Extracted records

Content starts

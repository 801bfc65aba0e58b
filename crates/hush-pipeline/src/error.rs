//! Pipeline error types.

use hush_media::MediaError;
use hush_metadata::MetadataError;
use hush_models::Stage;
use hush_storage::StorageError;
use thiserror::Error;

pub type PipelineResult<T> = Result<T, PipelineError>;

/// Why a run failed. Every variant is terminal for the run.
#[derive(Debug, Error)]
pub enum PipelineError {
    #[error("Invalid input: {0}")]
    Validation(String),

    /// An external tool failed, timed out, could not start, or wrote nothing.
    #[error("{stage} failed: {source}")]
    Process {
        stage: Stage,
        #[source]
        source: MediaError,
    },

    /// The enhancer exited cleanly but its output is missing or empty.
    #[error("Enhancement failed: {0}")]
    Enhancement(#[source] MediaError),

    #[error("Storage error: {0}")]
    Storage(#[from] StorageError),

    #[error("Metadata error: {0}")]
    Metadata(#[from] MetadataError),

    #[error("IO error during {stage}: {source}")]
    Io {
        stage: Stage,
        #[source]
        source: std::io::Error,
    },

    #[error("Invalid transition from {from} to {to}")]
    InvalidTransition { from: String, to: Stage },

    #[error("Pipeline is shutting down")]
    Unavailable,
}

/// Coarse outcome a caller may branch on.
#[derive(Debug, Clone, Copy, PartialEq, Eq)]
pub enum FailureClass {
    BadInput,
    ProcessingFailed,
    StorageFailed,
}

impl PipelineError {
    pub fn validation(msg: impl Into<String>) -> Self {
        Self::Validation(msg.into())
    }

    pub fn io(stage: Stage, source: std::io::Error) -> Self {
        Self::Io { stage, source }
    }

    /// Tag a media error with the stage that produced it.
    pub fn media(stage: Stage, err: MediaError) -> Self {
        match err {
            MediaError::EnhancementFailed { .. } => Self::Enhancement(err),
            other => Self::Process {
                stage: other.stage().unwrap_or(stage),
                source: other,
            },
        }
    }

    /// The stage the run was in when this error ended it.
    pub fn stage(&self) -> Stage {
        match self {
            Self::Validation(_) | Self::Unavailable => Stage::Received,
            Self::Process { stage, .. } | Self::Io { stage, .. } => *stage,
            Self::Enhancement(_) => Stage::Enhancing,
            Self::Storage(_) => Stage::Uploading,
            Self::Metadata(_) => Stage::WritingMetadata,
            Self::InvalidTransition { to, .. } => *to,
        }
    }

    pub fn outcome(&self) -> FailureClass {
        match self {
            Self::Validation(_) => FailureClass::BadInput,
            Self::Storage(_) | Self::Metadata(_) => FailureClass::StorageFailed,
            Self::Process { .. }
            | Self::Enhancement(_)
            | Self::Io { .. }
            | Self::InvalidTransition { .. }
            | Self::Unavailable => FailureClass::ProcessingFailed,
        }
    }

    /// Captured stderr of the failing tool, for operators.
    pub fn stderr(&self) -> Option<&str> {
        match self {
            Self::Process { source, .. } => source.stderr(),
            _ => None,
        }
    }
}
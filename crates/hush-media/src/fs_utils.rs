//! Filesystem helpers for stage inputs and outputs.

use std::io::ErrorKind;
use std::path::{Path, PathBuf};

use tokio::fs;

use crate::error::MediaResult;

/// Resolve a path to absolute form without touching the filesystem.
///
/// Child processes may run with a different working directory, so every path
/// handed to one goes through here first.
pub fn absolutize(path: impl AsRef<Path>) -> MediaResult<PathBuf> {
    Ok(std::path::absolute(path.as_ref())?)
}

/// Size of the file at `path`, or `None` if it does not exist.
pub async fn file_size(path: impl AsRef<Path>) -> MediaResult<Option<u64>> {
    match fs::metadata(path.as_ref()).await {
        Ok(meta) => Ok(Some(meta.len())),
        Err(e) if e.kind() == ErrorKind::NotFound => Ok(None),
        Err(e) => Err(e.into()),
    }
}

/// Why a produced file cannot be used, or `None` if it exists and is non-empty.
pub async fn unusable_output_reason(path: impl AsRef<Path>) -> MediaResult<Option<String>> {
    let reason = match file_size(path).await? {
        None => Some("output file missing".to_string()),
        Some(0) => Some("output file is empty".to_string()),
        Some(_) => None,
    };
    Ok(reason)
}

/// Keep only a safe file name component from an untrusted upload name.
///
/// Directory components are dropped and anything outside `[A-Za-z0-9._-]`
/// becomes `_`. Returns `None` when nothing usable remains.
pub fn sanitize_file_name(name: &str) -> Option<String> {
    let base = name.rsplit(['/', '\\']).next().unwrap_or_default();
    let cleaned: String = base
        .chars()
        .map(|c| {
            if c.is_ascii_alphanumeric() || matches!(c, '.' | '_' | '-') {
                c
            } else {
                '_'
            }
        })
        .collect();

    let trimmed = cleaned.trim_start_matches('.');
    if trimmed.is_empty() {
        None
    } else {
        Some(trimmed.to_string())
    }
}
//! Pipeline run models.

use schemars::JsonSchema;
use serde::{Deserialize, Serialize};
use std::fmt;
use std::time::Duration;
use uuid::Uuid;

/// Unique identifier for one upload-to-result pipeline run.
#[derive(Debug, Clone, PartialEq, Eq, Hash, Serialize, Deserialize, JsonSchema)]
#[serde(transparent)]
pub struct RunId(pub String);

impl RunId {
    /// Generate a new random run ID.
    pub fn new() -> Self {
        Self(Uuid::new_v4().to_string())
    }

    /// Create from an existing string.
    pub fn from_string(s: impl Into<String>) -> Self {
        Self(s.into())
    }

    /// Get the inner string.
    pub fn as_str(&self) -> &str {
        &self.0
    }
}

impl Default for RunId {
    fn default() -> Self {
        Self::new()
    }
}

impl fmt::Display for RunId {
    fn fmt(&self, f: &mut fmt::Formatter<'_>) -> fmt::Result {
        write!(f, "{}", self.0)
    }
}

/// One discrete step of the pipeline.
///
/// Stages run strictly in declaration order; each stage consumes the
/// previous stage's output.
#[derive(Debug, Clone, Copy, PartialEq, Eq, Hash, Serialize, Deserialize, JsonSchema)]
#[serde(rename_all = "snake_case")]
pub enum Stage {
    /// Input accepted and written to the scratch directory
    Received,
    /// Audio track transcoded to PCM
    Extracting,
    /// Speech enhancement running in its own process
    Enhancing,
    /// Enhanced audio combined with the original picture stream
    Remuxing,
    /// Final container handed to the object store
    Uploading,
    /// Upload record written to the metadata store
    WritingMetadata,
}

impl Stage {
    /// All stages in execution order.
    pub const ALL: [Stage; 6] = [
        Stage::Received,
        Stage::Extracting,
        Stage::Enhancing,
        Stage::Remuxing,
        Stage::Uploading,
        Stage::WritingMetadata,
    ];

    pub fn as_str(&self) -> &'static str {
        match self {
            Stage::Received => "received",
            Stage::Extracting => "extracting",
            Stage::Enhancing => "enhancing",
            Stage::Remuxing => "remuxing",
            Stage::Uploading => "uploading",
            Stage::WritingMetadata => "writing_metadata",
        }
    }

    /// The stage that follows this one, or `None` for the last stage.
    pub fn next(&self) -> Option<Stage> {
        match self {
            Stage::Received => Some(Stage::Extracting),
            Stage::Extracting => Some(Stage::Enhancing),
            Stage::Enhancing => Some(Stage::Remuxing),
            Stage::Remuxing => Some(Stage::Uploading),
            Stage::Uploading => Some(Stage::WritingMetadata),
            Stage::WritingMetadata => None,
        }
    }
}

impl fmt::Display for Stage {
    fn fmt(&self, f: &mut fmt::Formatter<'_>) -> fmt::Result {
        write!(f, "{}", self.as_str())
    }
}

/// State of a pipeline run.
///
/// `Done` and `Failed` are absorbing: no transition leaves them.
#[derive(Debug, Clone, PartialEq, Eq, Serialize, Deserialize, JsonSchema)]
#[serde(tag = "state", rename_all = "snake_case")]
pub enum RunState {
    Active { stage: Stage },
    Done,
    Failed { stage: Stage, reason: String },
}

impl Default for RunState {
    fn default() -> Self {
        RunState::Active {
            stage: Stage::Received,
        }
    }
}

impl RunState {
    /// Whether the run has reached a terminal state.
    pub fn is_terminal(&self) -> bool {
        matches!(self, RunState::Done | RunState::Failed { .. })
    }

    /// Current (or failing) stage; `None` once done.
    pub fn stage(&self) -> Option<Stage> {
        match self {
            RunState::Active { stage } | RunState::Failed { stage, .. } => Some(*stage),
            RunState::Done => None,
        }
    }

    pub fn as_str(&self) -> &'static str {
        match self {
            RunState::Active { stage } => stage.as_str(),
            RunState::Done => "done",
            RunState::Failed { .. } => "failed",
        }
    }
}

/// Captured outcome of one successful external-process invocation.
#[derive(Debug, Clone, PartialEq, Eq)]
pub struct StageResult {
    pub stage: Stage,
    pub exit_code: i32,
    pub stdout: String,
    pub stderr: String,
    pub elapsed: Duration,
}

#[cfg(test)]
mod tests {
    use super::*;

    #[test]
    fn test_stage_order_matches_next() {
        for pair in Stage::ALL.windows(2) {
            assert_eq!(pair[0].next(), Some(pair[1]));
        }
        assert_eq!(Stage::WritingMetadata.next(), None);
    }

    #[test]
    fn test_run_state_terminal() {
        assert!(!RunState::default().is_terminal());
        assert!(RunState::Done.is_terminal());
        assert!(RunState::Failed {
            stage: Stage::Extracting,
            reason: "exit 1".to_string()
        }
        .is_terminal());
    }

    #[test]
    fn test_stage_serialization() {
        let json = serde_json::to_string(&Stage::WritingMetadata).unwrap();
        assert_eq!(json, "\"writing_metadata\"");

        let state = RunState::Failed {
            stage: Stage::Enhancing,
            reason: "empty output".to_string(),
        };
        let json = serde_json::to_value(&state).unwrap();
        assert_eq!(json["state"], "failed");
        assert_eq!(json["stage"], "enhancing");
    }

    #[test]
    fn test_run_id_unique() {
        assert_ne!(RunId::new(), RunId::new());
    }
}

Content ends

§ **Required work**:
Each line in the entries above, starting at the line with "the object store" and ending at the line with "impl fmt::Display for Stage", is to be printed exactly, and only those lines.

§ **Solution for this task**:
    /// Final container handed to the object store
    Uploading,
    /// Upload record written to the metadata store
    WritingMetadata,
}

impl Stage {
    /// All stages in execution order.
    pub const ALL: [Stage; 6] = [
        Stage::Received,
        Stage::Extracting,
        Stage::Enhancing,
        Stage::Remuxing,
        Stage::Uploading,
        Stage::WritingMetadata,
    ];

    pub fn as_str(&self) -> &'static str {
        match self {
            Stage::Received => "received",
            Stage::Extracting => "extracting",
            Stage::Enhancing => "enhancing",
            Stage::Remuxing => "remuxing",
            Stage::Uploading => "uploading",
            Stage::WritingMetadata => "writing_metadata",
        }
    }

    /// The stage that follows this one, or `None` for the last stage.
    pub fn next(&self) -> Option<Stage> {
        match self {
            Stage::Received => Some(Stage::Extracting),
            Stage::Extracting => Some(Stage::Enhancing),
            Stage::Enhancing => Some(Stage::Remuxing),
            Stage::Remuxing => Some(Stage::Uploading),
            Stage::Uploading => Some(Stage::WritingMetadata),
            Stage::WritingMetadata => None,
        }
    }
}

impl fmt::Display for Stage {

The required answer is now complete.